Lucky girls got to come in the house that day
because it was so cold…spoiled.
- Not knowing what to do: I just said I have good natural maternal instincts, but that doesn’t mean they are correct or will prevail every time. There is not one specific thing I am afraid I will do wrong, more like everything. The basics like nursing, bathing, dressing, sleeping, and playing. And complex things like discipline, morals, and education. Also, arbitrary things like what if his hair isn’t curly like Michael’s like I want or he isn’t interested in science like us? What can I do to calm these fears? Get educated so I can make informed decisions, first of all. I can also ask for help from my family or a professional anytime I am overwhelmed. Other than that, there is nothing much I can do besides stay calm and wait them out.
- Postpartum Depression: I have had some depression problems in the past, and worry if I will have depression again after Jack is born. I know that some baby blues after birth is normal because rapidly changing hormones. I know all the signs and will seek out help right away if feel it is more than the normal baby blues. But I worry how it will affect my ability to be a good mother. My friend from High School recently did a post on her blog Oregon Domesticated about her experience with postpartum depression and postpartum psychosis. I remember her as very bright and bubbly person. And her daughters are both beautiful. So I was shocked when I read the story, I would have never guessed it would happen to her. She is an example of how someone can look so happy but is actually struggling on the inside. I really applaud her getting help and sharing her story for other moms.
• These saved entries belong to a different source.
use std::collections::HashMap;
use std::collections::hash_map::{Iter, Keys, Values, ValuesMut};

use super::{Node, NodeId};


#[derive(Clone, Debug, Default)]
pub struct IdToNodeMap(HashMap<NodeId, Node>);

impl IdToNodeMap {
    #[must_use]
    pub fn new() -> Self {
        Self(HashMap::new())
    }

    #[must_use]
    pub fn get(&self, node_id: &NodeId) -> Option<&Node> {
        self.0.get(node_id)
    }

    #[must_use]
    pub fn get_mut(&mut self, node_id: &NodeId) -> Option<&mut Node> {
        self.0.get_mut(node_id)
    }

    #[must_use]
    pub fn contains(&self, node_id: &NodeId) -> bool {
        self.0.contains_key(node_id)
    }

    #[must_use]
    pub fn ids(&self) -> Keys<'_, NodeId, Node> {
        self.0.keys()
    }

    #[must_use]
    pub fn nodes(&self) -> Values<'_, NodeId, Node> {
        self.0.values()
    }

    #[must_use]
    pub fn nodes_mut(&mut self) -> ValuesMut<'_, NodeId, Node> {
        self.0.values_mut()
    }

    #[must_use]
    pub fn iter(&self) -> Iter<'_, NodeId, Node> {
        self.0.iter()
    }

    #[must_use]
    pub fn len(&self) -> usize {
        self.0.len()
    }

    #[must_use]
    pub fn is_empty(&self) -> bool {
        self.0.is_empty()
    }

    pub fn insert(&mut self, node: Node) -> Option<Node> {
        self.0.insert(node.id(), node)
    }

    #[must_use]
    pub fn remove(&mut self, node_id: &NodeId) -> Option<Node> {
        self.0.remove(node_id)
    }
}

impl<'a> IntoIterator for &'a IdToNodeMap {
    type Item = (&'a NodeId, &'a Node);
    type IntoIter = Iter<'a, NodeId, Node>;

    fn into_iter(self) -> Self::IntoIter {
        self.iter()
    }
}

impl<const N: usize> From<[Node; N]> for IdToNodeMap {
    fn from(nodes: [Node; N]) -> Self {
        let hash_map = nodes
            .iter()
            .map(|node| (node.id(), node.clone()))
            .collect();

        Self(hash_map)
    }
}


#[cfg(test)]
mod tests {
    use crate::backend::mathphysics::Point2D;
    use crate::backend::node::NodeKind;

    use super::*;

    fn drone_at_origin(id: NodeId) -> Node {
        Node::new(id, NodeKind::Drone, Point2D::default())
    }


    #[test]
    fn insert_and_lookup() {
        let mut node_map = IdToNodeMap::new();

        assert!(node_map.is_empty());

        node_map.insert(drone_at_origin(1));
        node_map.insert(drone_at_origin(2));

        assert_eq!(2, node_map.len());
        assert!(node_map.contains(&1));
        assert!(node_map.get(&3).is_none());
    }

    #[test]
    fn removal() {
        let mut node_map = IdToNodeMap::from([
            drone_at_origin(1),
            drone_at_origin(2)
        ]);

        let removed_node = node_map.remove(&1);

        assert!(removed_node.is_some());
        assert_eq!(1, removed_node.unwrap().id());
        assert!(!node_map.contains(&1));
        assert!(node_map.remove(&1).is_none());
    }
}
- How My Cats Will React: Before I started dating Michael, I was pretty lonely. So what does a lonely single girl do? Get cats! They are both my babies. When I brought them from Hawaii after graduation, I had to leave them in Oregon for a year while I got settled in California. The day I left I told them the great Lilo and Stitch quote, “Ohana means family, and family means no one gets left behind or forgotten.” I meant that for life. I chose to take-in these cats, and that means I need to care for them no matter what. These girls are pretty spoiled and get a lot of snuggles every day. I know this will change when Jack comes. And for awhile, they might not get much attention at all while I establish a routine. I already feel bad about that 😦 And I worry how they will treat Jack. When I bring him home, I will show him to them so they know what that weird smell/sound is, but after than I plan to keep them pretty separate for awhile for his safety (not a problem because they live in a back room not attached to the main house). They are both nice cats, but you never know how an animal will react to a new person. Let alone one that is taking all their mommy’s attention. I will just have to keep on eye on them and see how they behave. And the picture above, that is actually how I woke-up from a nap, paw on my face and all.
- Junk Food: I mentioned in my Will Your Baby Be Vegan? post that Michael and I compromised on what the baby will eat. In order to respect each other’s wishes, the baby will be allowed to try all types of healthy foods and make his own choice when he is old enough. I know Michael respects me and if I say do not feed our child that meat/dairy today, he will comply. And I will not get upset if Michael asks if Jack can share some of his ice cream cone on occasion. But I am worried about other people feeding him things I do not want. Like either grandma giving him non-vegan cookies on a day when I want all vegan food. Then them telling me something like “It’s just a treat, I hardly ever to see him. Do not deprive me of loving my grandson!” I don’t want to fight with them over it, but I need people to respect my wishes too. I don’t want him to get used to eating junk and turn into a picky eater. My husband and his sisters were, and his mom admits that she wishes she did not cave into their demands so easily. I will not let Jack become a picky eater, but it will be harder if people undermine me all the time. There is not much I can do to stop this (other than tell the grandmas they can’t see Jack if they only feed him junk, which is very mean). I will just have to be open and direct (while still polite) with people.